Little is known about these ghosts of the medical marijuana economy, who pass through clinics on shifts or even just work from home. Increasingly, people can get recs from them digitally: through Skype on a laptop at a table in a pot clinic, or via apps that get you a card and then immediately connect you with delivery. Dr. Sonia Patel may be the most well-known pot doctor, with her infamously alluring DOC420 branding and her portrait on billboards across Los Angeles. Like other weed doctors, she studied medicine abroad (in the Caribbean). Unlike other weed doctors, she paid for her education by modeling (hence the glamor shots). Though she is likely living large after dominating in the weed recommendation niche for years, she has previously voiced support for legislation that would end the business of being a pot doctor. Such legislation increasingly seems imminent in California.

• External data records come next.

use std::fmt;

use indexmap::IndexMap;
use serde::{Deserialize, Serialize};

use super::media_type::ExampleOrRef;
use super::schema::SchemaOrRef;

/// Parameter location.
#[derive(Debug, Clone, Copy, PartialEq, Eq, Hash, Serialize, Deserialize)]
#[serde(rename_all = "lowercase")]
pub enum ParameterLocation {
    Query,
    Header,
    Path,
    Cookie,
}

impl ParameterLocation {
    pub fn as_str(&self) -> &'static str {
        match self {
            ParameterLocation::Query => "query",
            ParameterLocation::Header => "header",
            ParameterLocation::Path => "path",
            ParameterLocation::Cookie => "cookie",
        }
    }
}

impl fmt::Display for ParameterLocation {
    fn fmt(&self, f: &mut fmt::Formatter<'_>) -> fmt::Result {
        f.write_str(self.as_str())
    }
}

/// An API parameter.
#[derive(Debug, Clone, PartialEq, Serialize, Deserialize)]
pub struct Parameter {
    pub name: String,

    #[serde(rename = "in")]
    pub location: ParameterLocation,

    #[serde(skip_serializing_if = "Option::is_none")]
    pub description: Option<String>,

    #[serde(default)]
    pub required: bool,

    #[serde(skip_serializing_if = "Option::is_none")]
    pub deprecated: Option<bool>,

    #[serde(skip_serializing_if = "Option::is_none")]
    pub schema: Option<SchemaOrRef>,

    #[serde(skip_serializing_if = "Option::is_none")]
    pub style: Option<String>,

    #[serde(skip_serializing_if = "Option::is_none")]
    pub explode: Option<bool>,

    #[serde(skip_serializing_if = "Option::is_none")]
    pub example: Option<serde_json::Value>,

    #[serde(default, skip_serializing_if = "IndexMap::is_empty")]
    pub examples: IndexMap<String, ExampleOrRef>,
}

/// A reference or inline parameter.
#[derive(Debug, Clone, PartialEq, Serialize, Deserialize)]
#[serde(untagged)]
pub enum ParameterOrRef {
    Ref {
        #[serde(rename = "$ref")]
        ref_path: String,
    },
    Parameter(Parameter),
}

/// A response header definition.
#[derive(Debug, Clone, PartialEq, Default, Serialize, Deserialize)]
pub struct Header {
    #[serde(skip_serializing_if = "Option::is_none")]
    pub description: Option<String>,

    #[serde(default)]
    pub required: bool,

    #[serde(skip_serializing_if = "Option::is_none")]
    pub deprecated: Option<bool>,

    #[serde(skip_serializing_if = "Option::is_none")]
    pub schema: Option<SchemaOrRef>,

    #[serde(skip_serializing_if = "Option::is_none")]
    pub example: Option<serde_json::Value>,
}

/// A reference or inline header.
#[derive(Debug, Clone, PartialEq, Serialize, Deserialize)]
#[serde(untagged)]
pub enum HeaderOrRef {
    Ref {
        #[serde(rename = "$ref")]
        ref_path: String,
    },
    Header(Header),
}
use indexmap::IndexMap;
use serde::{Deserialize, Serialize};

/// A security scheme type.
#[derive(Debug, Clone, Copy, PartialEq, Eq, Serialize, Deserialize)]
#[serde(rename_all = "camelCase")]
pub enum SecuritySchemeType {
    ApiKey,
    Http,
    OAuth2,
    OpenIdConnect,
    MutualTLS,
}

impl SecuritySchemeType {
    pub fn as_str(&self) -> &'static str {
        match self {
            SecuritySchemeType::ApiKey => "apiKey",
            SecuritySchemeType::Http => "http",
            SecuritySchemeType::OAuth2 => "oauth2",
            SecuritySchemeType::OpenIdConnect => "openIdConnect",
            SecuritySchemeType::MutualTLS => "mutualTLS",
        }
    }
}

/// Location of an API key.
#[derive(Debug, Clone, Copy, PartialEq, Eq, Serialize, Deserialize)]
#[serde(rename_all = "lowercase")]
pub enum ApiKeyLocation {
    Query,
    Header,
    Cookie,
}

impl ApiKeyLocation {
    pub fn as_str(&self) -> &'static str {
        match self {
            ApiKeyLocation::Query => "query",
            ApiKeyLocation::Header => "header",
            ApiKeyLocation::Cookie => "cookie",
        }
    }
}

/// OAuth2 flows configuration.
#[derive(Debug, Clone, PartialEq, Serialize, Deserialize)]
pub struct OAuthFlows {
    #[serde(skip_serializing_if = "Option::is_none")]
    pub implicit: Option<OAuthFlow>,
    #[serde(skip_serializing_if = "Option::is_none")]
    pub password: Option<OAuthFlow>,
    #[serde(rename = "clientCredentials", skip_serializing_if = "Option::is_none")]
    pub client_credentials: Option<OAuthFlow>,
    #[serde(rename = "authorizationCode", skip_serializing_if = "Option::is_none")]
    pub authorization_code: Option<OAuthFlow>,
}

/// A single OAuth2 flow.
#[derive(Debug, Clone, PartialEq, Serialize, Deserialize)]
pub struct OAuthFlow {
    #[serde(rename = "authorizationUrl", skip_serializing_if = "Option::is_none")]
    pub authorization_url: Option<String>,
    #[serde(rename = "tokenUrl", skip_serializing_if = "Option::is_none")]
    pub token_url: Option<String>,
    #[serde(rename = "refreshUrl", skip_serializing_if = "Option::is_none")]
    pub refresh_url: Option<String>,
    #[serde(default)]
    pub scopes: IndexMap<String, String>,
}

/// A security scheme definition.
#[derive(Debug, Clone, PartialEq, Serialize, Deserialize)]
pub struct SecurityScheme {
    #[serde(rename = "type")]
    pub scheme_type: SecuritySchemeType,

    #[serde(skip_serializing_if = "Option::is_none")]
    pub description: Option<String>,

    #[serde(skip_serializing_if = "Option::is_none")]
    pub name: Option<String>,

    #[serde(rename = "in", skip_serializing_if = "Option::is_none")]
    pub location: Option<ApiKeyLocation>,

    #[serde(skip_serializing_if = "Option::is_none")]
    pub scheme: Option<String>,

    #[serde(rename = "bearerFormat", skip_serializing_if = "Option::is_none")]
    pub bearer_format: Option<String>,

    #[serde(skip_serializing_if = "Option::is_none")]
    pub flows: Option<OAuthFlows>,

    #[serde(rename = "openIdConnectUrl", skip_serializing_if = "Option::is_none")]
    pub open_id_connect_url: Option<String>,
}

impl SecurityScheme {
    /// One-line description such as `http bearer (JWT)` or `apiKey in header X-Key`.
    pub fn summary(&self) -> String {
        let mut out = self.scheme_type.as_str().to_string();
        if let Some(ref scheme) = self.scheme {
            out.push(' ');
            out.push_str(scheme);
        }
        if let Some(ref format) = self.bearer_format {
            out.push_str(&format!(" ({format})"));
        }
        if let (Some(location), Some(name)) = (self.location, self.name.as_ref()) {
            out.push_str(&format!(" in {} {}", location.as_str(), name));
        }
        out
    }
}

/// A security requirement: map of scheme name → required scopes.
pub type SecurityRequirement = IndexMap<String, Vec<String>>;
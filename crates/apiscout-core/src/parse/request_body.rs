use indexmap::IndexMap;
use serde::{Deserialize, Serialize};

use super::media_type::MediaType;

/// A request body definition.
#[derive(Debug, Clone, PartialEq, Serialize, Deserialize)]
pub struct RequestBody {
    #[serde(skip_serializing_if = "Option::is_none")]
    pub description: Option<String>,

    #[serde(default)]
    pub content: IndexMap<String, MediaType>,

    #[serde(default)]
    pub required: bool,
}

/// A reference or inline request body.
#[derive(Debug, Clone, PartialEq, Serialize, Deserialize)]
#[serde(untagged)]
pub enum RequestBodyOrRef {
    Ref {
        #[serde(rename = "$ref")]
        ref_path: String,
    },
    RequestBody(RequestBody),
}
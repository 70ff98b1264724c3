use serde_json::{Number, Value};

use super::model::SchemaInfo;
use crate::parse::schema::SchemaType;

/// Best-effort conversion of a loosely typed value into the schema's type.
///
/// Values that already have the right type, and values that cannot be
/// converted, are returned unchanged.
pub fn coerce_value(schema: &SchemaInfo, value: &Value) -> Value {
    let Some(target) = schema.primary_type() else {
        return value.clone();
    };
    match (target, value) {
        (SchemaType::String, Value::Number(n)) => Value::String(n.to_string()),
        (SchemaType::String, Value::Bool(b)) => Value::String(b.to_string()),

        (SchemaType::Integer, Value::String(s)) => parse_integer(s.trim())
            .map(Value::from)
            .unwrap_or_else(|| value.clone()),
        (SchemaType::Integer, Value::Number(n)) if !(n.is_i64() || n.is_u64()) => n
            .as_f64()
            .filter(|f| f.fract() == 0.0 && f.abs() < i64::MAX as f64)
            .map(|f| Value::from(f as i64))
            .unwrap_or_else(|| value.clone()),
        (SchemaType::Integer, Value::Bool(b)) => Value::from(i64::from(*b)),

        (SchemaType::Number, Value::String(s)) => {
            let s = s.trim();
            match parse_integer(s) {
                Some(i) => Value::from(i),
                None => s
                    .parse::<f64>()
                    .ok()
                    .and_then(Number::from_f64)
                    .map(Value::Number)
                    .unwrap_or_else(|| value.clone()),
            }
        }

        (SchemaType::Boolean, Value::String(s)) => match s.trim().to_ascii_lowercase().as_str() {
            "true" | "1" | "yes" | "on" => Value::Bool(true),
            "false" | "0" | "no" | "off" => Value::Bool(false),
            _ => value.clone(),
        },
        (SchemaType::Boolean, Value::Number(n)) => match n.as_f64() {
            Some(f) if f == 1.0 => Value::Bool(true),
            Some(f) if f == 0.0 => Value::Bool(false),
            _ => value.clone(),
        },

        (SchemaType::Array, Value::Array(items)) => match item_schema(schema) {
            Some(item) => Value::Array(items.iter().map(|v| coerce_value(item, v)).collect()),
            None => value.clone(),
        },
        (SchemaType::Array, Value::String(s)) => {
            let parts = s.split(',').map(|p| Value::String(p.trim().to_string()));
            match item_schema(schema) {
                Some(item) => Value::Array(parts.map(|v| coerce_value(item, &v)).collect()),
                None => Value::Array(parts.collect()),
            }
        }
        (SchemaType::Array, Value::Number(_) | Value::Bool(_)) => {
            let single = match item_schema(schema) {
                Some(item) => coerce_value(item, value),
                None => value.clone(),
            };
            Value::Array(vec![single])
        }

        (SchemaType::Object, Value::String(s)) => match serde_json::from_str::<Value>(s) {
            Ok(parsed @ Value::Object(_)) => parsed,
            _ => value.clone(),
        },

        _ => value.clone(),
    }
}

fn parse_integer(s: &str) -> Option<i64> {
    s.parse::<i64>().ok().or_else(|| {
        s.parse::<f64>()
            .ok()
            .filter(|f| f.is_finite() && f.fract() == 0.0 && f.abs() < i64::MAX as f64)
            .map(|f| f as i64)
    })
}

fn item_schema(schema: &SchemaInfo) -> Option<&SchemaInfo> {
    match schema {
        SchemaInfo::Simple(node) => node.items.as_deref(),
        SchemaInfo::AllOf(list) | SchemaInfo::AnyOf(list) | SchemaInfo::OneOf(list) => {
            list.iter().find_map(|s| item_schema(s))
        }
        SchemaInfo::Not(_) => None,
    }
}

Last month, the Adult Use of Marijuana Act got enough signatures to appear on the ballot this November. It would legalize weed for adults over 21, as four other western states have already done. Fifty-five percent of Californians now favor full legalization, with major support for the ballot measure coming from California luminaries like Gavin Newsom, the lieutenant governor, and Sean Parker, the tech guy. Perhaps unsurprisingly, the effort is being led by a retired doctor named Donald Luman, who sat on the board of the California Medical Association when it called for the full legalization of marijuana in 2011. “[M]edical cannabis has inappropriately placed physicians in the role of gatekeeper for public access to this botanical,” the CMA wrote. “Effective regulation is possible only if cannabis is rescheduled at the federal level.”
The disappearance of these gatekeepers will be the main difference in how California’s new weed system is experienced via the consumer. It’s a change few people will notice, let alone mourn. Many people never stopped getting their weed from informal markets or growing it themselves, so they never crossed paths with weed doctors. Others are already living in the recreational future, even if California isn’t technically there yet. For example: Yesterday I encountered CBD chocolates for sale at a cafe in a corporate office building.
Did this really have weed in it? I asked the cashier. “No, ‘no THC!’ he told me, pointing to those words on the packaging, which also included the letters ‘CBD’ in smaller print.
As I tried to explain what CBD was, the cashier kept asking his coworkers if they knew what was in the bars, and no one did. The only information they had and kept repeating was: “These bars are new.”
Zak Stone is MEL’s Executive Editor.